### RECORDS TO PROCESS
[Start of section]
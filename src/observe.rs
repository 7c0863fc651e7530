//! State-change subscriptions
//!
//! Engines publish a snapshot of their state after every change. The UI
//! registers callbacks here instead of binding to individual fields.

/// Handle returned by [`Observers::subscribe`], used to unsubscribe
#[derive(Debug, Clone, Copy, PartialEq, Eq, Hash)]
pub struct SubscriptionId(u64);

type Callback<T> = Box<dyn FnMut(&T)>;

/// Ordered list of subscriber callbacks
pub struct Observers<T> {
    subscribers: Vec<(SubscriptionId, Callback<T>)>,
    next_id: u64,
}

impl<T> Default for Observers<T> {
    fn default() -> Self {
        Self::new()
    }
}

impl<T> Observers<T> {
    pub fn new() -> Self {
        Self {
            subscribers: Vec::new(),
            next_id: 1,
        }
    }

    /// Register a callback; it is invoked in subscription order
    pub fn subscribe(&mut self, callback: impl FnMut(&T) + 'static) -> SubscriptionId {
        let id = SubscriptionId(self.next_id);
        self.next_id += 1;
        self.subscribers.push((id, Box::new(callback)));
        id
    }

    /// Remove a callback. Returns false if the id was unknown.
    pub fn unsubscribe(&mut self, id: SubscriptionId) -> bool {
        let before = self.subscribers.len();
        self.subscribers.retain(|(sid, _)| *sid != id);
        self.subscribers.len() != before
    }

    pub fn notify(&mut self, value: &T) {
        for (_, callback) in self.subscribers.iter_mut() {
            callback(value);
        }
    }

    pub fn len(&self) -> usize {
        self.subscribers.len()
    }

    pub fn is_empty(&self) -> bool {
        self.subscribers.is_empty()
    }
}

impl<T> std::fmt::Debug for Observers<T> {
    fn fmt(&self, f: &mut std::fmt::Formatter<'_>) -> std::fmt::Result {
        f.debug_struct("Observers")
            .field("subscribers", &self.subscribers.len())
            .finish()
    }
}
[End of section]
### WHAT IS REQUIRED
Determine how many lines of the material include the string "SubscriptionId". Output only that count.

### RESPONSE TO THE EXERCISE
5